Repot into fresh John Innes No. 2, which is a loam-based compost that holds structure better than a peat-free multipurpose and drains more predictably in a container over winter. Set the crown at the same depth it sat before, firm gently, and stand the pot somewhere sheltered and bright. A collapsed Heuchera often has dormant buds along the woody crown that will push new leaves once the root demand drops, so a plant that looks finished in November can carry three or four new rosettes by May.
A note on other nematode species
The same delivery mechanism drives the box blight and chafer grub treatments on the shelf, but each targets a different organism and each has its own minimum soil temperature. A Steinernema pack for vine weevil will not touch a fungal problem on Buxus, and buying the wrong species wastes both the pack and the window.
Keeping the population down after treatment
Adult weevils are flightless and climb, so they walk up pot sides and stems to reach the foliage at night, then drop the following generation of eggs into the compost surface from about May onward. A band of a physical barrier around the pot rim, or a tight collar of horticultural grit across the compost surface, makes egg-laying harder and keeps the surface dry enough to discourage the females.

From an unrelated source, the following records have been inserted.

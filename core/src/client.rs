//! The user-facing client.
//!
//! # Design
//! `CaptchaTrader` owns a config (base URL and credentials), a `Transport`,
//! and the session. Every operation runs the same pipeline: attach
//! credentials, build the request, send it, parse the reply, treat `-1` in
//! the first field as a server failure, update the session, and return the
//! operation's typed result.
//!
//! Local preconditions (nothing to respond to, nothing to answer, a second
//! enqueue, a second asynchronous submission) fail before any request is
//! built.

use std::path::Path;
use std::sync::{Arc, Mutex};
use std::thread;

use crate::config::{ClientConfig, Credentials};
use crate::error::{Error, Result};
use crate::http::{HttpRequest, HttpResponse, Transport, UreqTransport};
use crate::parser::{parse_response, ParsedResponse};
use crate::request::RequestBuilder;
use crate::request_type::RequestType;
use crate::session::{lock, Session};
use crate::task::CaptchaTask;
use crate::types::{CaptchaSource, QueueStatus, Ticket};

type Callback = Box<dyn FnOnce(String) + Send + 'static>;

/// Client for the CaptchaTrader API.
///
/// Synchronous operations block the calling thread for one HTTP round-trip.
/// Use [`CaptchaTrader::submit_async`] or
/// [`CaptchaTrader::submit_with_callback`] to submit without blocking.
#[derive(Debug)]
pub struct CaptchaTrader<T = UreqTransport> {
    credentials: Credentials,
    endpoint: Endpoint<T>,
    session: Arc<Mutex<Session>>,
}

impl CaptchaTrader<UreqTransport> {
    pub fn new(api_key: &str, username: &str, password: &str) -> Self {
        Self::from_config(
            ClientConfig::default().with_credentials(Credentials::new(
                Some(api_key),
                Some(username),
                Some(password),
            )),
        )
    }

    pub fn with_user(username: &str, password: &str) -> Self {
        Self::from_config(
            ClientConfig::default().with_credentials(Credentials::new(None, Some(username), Some(password))),
        )
    }

    pub fn with_api_key(api_key: &str) -> Self {
        Self::from_config(ClientConfig::default().with_credentials(Credentials::new(Some(api_key), None, None)))
    }

    pub fn from_config(config: ClientConfig) -> Self {
        Self::with_transport(config, UreqTransport::new())
    }
}

impl<T: Transport> CaptchaTrader<T> {
    pub fn with_transport(config: ClientConfig, transport: T) -> Self {
        Self {
            credentials: config.credentials,
            endpoint: Endpoint {
                base_url: config.base_url.trim_end_matches('/').to_string(),
                transport: Arc::new(transport),
            },
            session: Arc::new(Mutex::new(Session::default())),
        }
    }

    pub fn set_username(&mut self, username: &str) -> &mut Self {
        self.credentials.username = Some(username.to_string());
        self
    }

    /// Change the password used for requests. This does not change the
    /// account's password on the server.
    pub fn set_password(&mut self, password: &str) -> &mut Self {
        self.credentials.password = Some(password.to_string());
        self
    }

    pub fn set_api_key(&mut self, api_key: &str) -> &mut Self {
        self.credentials.api_key = Some(api_key.to_string());
        self
    }

    pub fn credentials(&self) -> &Credentials {
        &self.credentials
    }

    pub fn base_url(&self) -> &str {
        &self.endpoint.base_url
    }

    pub fn transport(&self) -> &T {
        &self.endpoint.transport
    }

    /// Snapshot of the current job state.
    pub fn session(&self) -> Session {
        lock(&self.session).clone()
    }

    /// Submit a CAPTCHA and block until it is decoded.
    ///
    /// On success the job's ticket is kept so [`CaptchaTrader::respond`] can
    /// report on the answer.
    pub fn submit(&self, source: &CaptchaSource) -> Result<String> {
        submit_job(&self.endpoint, &self.credentials, &self.session, source)
    }

    pub fn submit_file(&self, path: impl AsRef<Path>) -> Result<String> {
        self.submit(&CaptchaSource::File(path.as_ref().to_path_buf()))
    }

    pub fn submit_url(&self, url: &str) -> Result<String> {
        self.submit(&CaptchaSource::Url(url.to_string()))
    }

    /// Report whether the last decoded answer was correct.
    ///
    /// Fails with [`Error::NoActiveJob`] without contacting the server when
    /// no submission is awaiting feedback. The ticket is kept if the server
    /// rejects the report.
    pub fn respond(&self, is_correct: bool) -> Result<()> {
        let ticket = lock(&self.session)
            .active_ticket()
            .filter(|ticket| ticket.id().is_some())
            .cloned()
            .ok_or(Error::NoActiveJob)?;

        let mut builder = self.endpoint.builder(RequestType::Respond);
        builder
            .text("username", self.credentials.username.as_deref())?
            .text("password", self.credentials.password.as_deref())?
            .text("ticket", Some(ticket.as_str()))?
            .text("is_correct", Some(if is_correct { "true" } else { "false" }))?;
        self.endpoint.round_trip(RequestType::Respond, builder)?;

        lock(&self.session).responded();
        Ok(())
    }

    /// Credits remaining on the account.
    pub fn credits(&self) -> Result<i64> {
        let parsed = self.query(RequestType::QueryCredit)?;
        Ok(parsed.int_field(1)?)
    }

    /// Estimated wait in seconds.
    pub fn wait_time(&self) -> Result<i64> {
        Ok(self.queue_status()?.eta)
    }

    /// `(users ahead of the caller, total queue length)`.
    pub fn queue_size(&self) -> Result<(i64, i64)> {
        let status = self.queue_status()?;
        Ok((status.position, status.length))
    }

    /// Position, length and ETA from a single `get_wait_time` call.
    pub fn queue_status(&self) -> Result<QueueStatus> {
        let parsed = self.query(RequestType::QueryWaitTime)?;
        Ok(QueueStatus {
            position: parsed.int_field(0)?,
            length: parsed.int_field(1)?,
            eta: parsed.int_field(2)?,
        })
    }

    /// Join the solver queue and receive a job.
    ///
    /// Returns the challenge image as a data URI. Only one delegated job may
    /// be held at a time; a second call before [`CaptchaTrader::answer`] or
    /// [`CaptchaTrader::dequeue`] fails with [`Error::EnqueueLimit`] without
    /// contacting the server.
    pub fn enqueue(&self) -> Result<String> {
        if lock(&self.session).enqueued_ticket().is_some() {
            return Err(Error::EnqueueLimit);
        }
        let parsed = self.query(RequestType::Enqueue)?;
        let ticket = Ticket::new(parsed.field(0)?);
        let challenge = parsed.field(1)?.to_string();
        lock(&self.session).enqueued(ticket);
        Ok(challenge)
    }

    /// Leave the solver queue and drop any assigned job.
    ///
    /// The local delegation ticket is released as soon as the server replies,
    /// before the reply is inspected, so it is gone even when the server
    /// reports a failure.
    pub fn dequeue(&self) -> Result<()> {
        let mut builder = self.endpoint.builder(RequestType::Dequeue);
        builder
            .text("username", self.credentials.username.as_deref())?
            .text("password", self.credentials.password.as_deref())?;
        let response = self.endpoint.send(RequestType::Dequeue, builder.finish())?;
        lock(&self.session).release_delegation();
        self.endpoint.read(RequestType::Dequeue, &response)?;
        Ok(())
    }

    /// Answer the delegated job.
    ///
    /// Fails with [`Error::NoEnqueuedJob`] when no job is held. The ticket is
    /// released before the request is sent, so a failed answer still leaves
    /// the client free to enqueue again.
    pub fn answer(&self, value: &str) -> Result<()> {
        let ticket = lock(&self.session)
            .enqueued_ticket()
            .cloned()
            .ok_or(Error::NoEnqueuedJob)?;

        let mut builder = self.endpoint.builder(RequestType::Answer);
        builder
            .text("username", self.credentials.username.as_deref())?
            .text("password", self.credentials.password.as_deref())?
            .text("ticket", Some(ticket.as_str()))?
            .text("value", Some(value))?;
        lock(&self.session).release_delegation();
        self.endpoint.round_trip(RequestType::Answer, builder)?;
        Ok(())
    }

    fn query(&self, kind: RequestType) -> Result<ParsedResponse> {
        let builder = self
            .endpoint
            .builder(kind)
            .path_credentials(self.credentials.username.as_deref(), self.credentials.password.as_deref());
        self.endpoint.round_trip(kind, builder)
    }
}

impl<T: Transport + 'static> CaptchaTrader<T> {
    /// A fresh task handle for [`CaptchaTrader::submit_async`].
    pub fn task(&self) -> CaptchaTask {
        CaptchaTask::new()
    }

    /// Submit on a background thread and return immediately.
    ///
    /// Only one asynchronous submission may be in flight per client; a second
    /// one fails with [`Error::JobInProgress`]. Credentials are captured when
    /// the submission starts.
    pub fn submit_async(&self, source: CaptchaSource, task: CaptchaTask) -> Result<CaptchaTask> {
        self.dispatch(source, task, None)
    }

    /// Like [`CaptchaTrader::submit_async`], and call `callback` once with the
    /// decoded answer. The callback is not called if the submission fails.
    pub fn submit_with_callback<F>(&self, source: CaptchaSource, callback: F) -> Result<CaptchaTask>
    where
        F: FnOnce(String) + Send + 'static,
    {
        self.dispatch(source, self.task(), Some(Box::new(callback)))
    }

    fn dispatch(&self, source: CaptchaSource, task: CaptchaTask, callback: Option<Callback>) -> Result<CaptchaTask> {
        if !lock(&self.session).stage(source.clone()) {
            return Err(Error::JobInProgress);
        }
        let completer = match task.begin() {
            Ok(completer) => completer,
            Err(err) => {
                lock(&self.session).unstage();
                return Err(err);
            }
        };

        let endpoint = self.endpoint.clone();
        let credentials = self.credentials.clone();
        let session = Arc::clone(&self.session);
        log::info!("starting asynchronous submission");
        let spawned = thread::Builder::new()
            .name("captchatrader-submit".to_string())
            .spawn(move || {
                let staged = StagedPayload(&session);
                let result = submit_job(&endpoint, &credentials, &session, &source);
                drop(staged);
                match &result {
                    Ok(answer) => {
                        log::info!("asynchronous submission decoded");
                        if let Some(callback) = callback {
                            callback(answer.clone());
                        }
                    }
                    Err(err) => log::warn!("asynchronous submission failed: {err}"),
                }
                completer.complete(result);
            });

        if let Err(err) = spawned {
            lock(&self.session).unstage();
            return Err(err.into());
        }
        Ok(task)
    }
}

/// Clears the staged payload when dropped, including when the worker unwinds.
struct StagedPayload<'a>(&'a Mutex<Session>);

impl Drop for StagedPayload<'_> {
    fn drop(&mut self) {
        lock(self.0).unstage();
    }
}

/// Base URL and transport, shared with submission workers.
#[derive(Debug)]
struct Endpoint<T> {
    base_url: String,
    transport: Arc<T>,
}

impl<T> Clone for Endpoint<T> {
    fn clone(&self) -> Self {
        Self {
            base_url: self.base_url.clone(),
            transport: Arc::clone(&self.transport),
        }
    }
}

impl<T: Transport> Endpoint<T> {
    fn builder(&self, kind: RequestType) -> RequestBuilder {
        RequestBuilder::new(kind, &self.base_url)
    }

    fn send(&self, kind: RequestType, request: HttpRequest) -> Result<HttpResponse> {
        log::debug!("{} {}", request.method, kind.url(&self.base_url));
        let response = self.transport.execute(request)?;
        log::debug!("{kind} answered with HTTP {}", response.status);
        Ok(response)
    }

    /// Parse a reply and turn a `-1` first field into [`Error::Remote`].
    fn read(&self, kind: RequestType, response: &HttpResponse) -> Result<ParsedResponse> {
        let parsed = parse_response(&response.body, kind.field_count()).map_err(|err| {
            log::debug!("unparseable {kind} reply (HTTP {}): {err}", response.status);
            err
        })?;
        if parsed.is_failure() {
            let err = Error::Remote {
                message: parsed.get(1).unwrap_or_default().to_string(),
                status: parsed.get(2).filter(|s| !s.is_empty()).map(str::to_string),
            };
            log::debug!("{kind} rejected: {err}");
            return Err(err);
        }
        Ok(parsed)
    }

    fn round_trip(&self, kind: RequestType, builder: RequestBuilder) -> Result<ParsedResponse> {
        let response = self.send(kind, builder.finish())?;
        self.read(kind, &response)
    }
}

fn submit_job<T: Transport>(
    endpoint: &Endpoint<T>,
    credentials: &Credentials,
    session: &Mutex<Session>,
    source: &CaptchaSource,
) -> Result<String> {
    let mut builder = endpoint.builder(RequestType::Submit);
    match source {
        CaptchaSource::File(path) => builder.file("value", path)?,
        CaptchaSource::Url(url) => builder.text("value", Some(url.as_str()))?,
    };
    builder
        .text("username", credentials.username.as_deref())?
        .text("password", credentials.password.as_deref())?
        .text("api_key", credentials.api_key.as_deref())?;

    let parsed = endpoint.round_trip(RequestType::Submit, builder)?;
    let ticket = Ticket::new(parsed.field(0)?);
    let answer = parsed.field(1)?.to_string();
    lock(session).submitted(ticket);
    Ok(answer)
}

The adults are night-active and hide by day in leaf litter, under pot rims, and in the gap between a container and its saucer. Clearing debris from around the pots and turning the saucers over in daytime removes the daytime shelter. Because a single female can lay several hundred eggs across a season, and because she reproduces without a mate, a small surviving adult population rebuilds the grub load quickly. That is why the drench is repeated the following autumn even where the first treatment looked complete.
The grit collar and the debris clearance do not kill anything; they lower the number of eggs that reach viable compost. Combined with the two annual drenches, the container population stays below the level where a Heuchera loses enough root to wilt. On open ground the calculation shifts, because larvae can migrate in from surrounding soil and the treated volume is far larger, so pots remain the situation where the nematode drench gives the cleanest result.
What the drench cannot tell you is how many grubs were in a pot before you applied it, so the only real measure of success is next spring: whether the crown pushes new growth and whether the plant resists the lift test. If a treated Heuchera still slides free of its compost in April, the population survived the winter, and the question becomes whether the compost stayed warm enough at application or dried out during the fortnight the nematodes needed to hunt.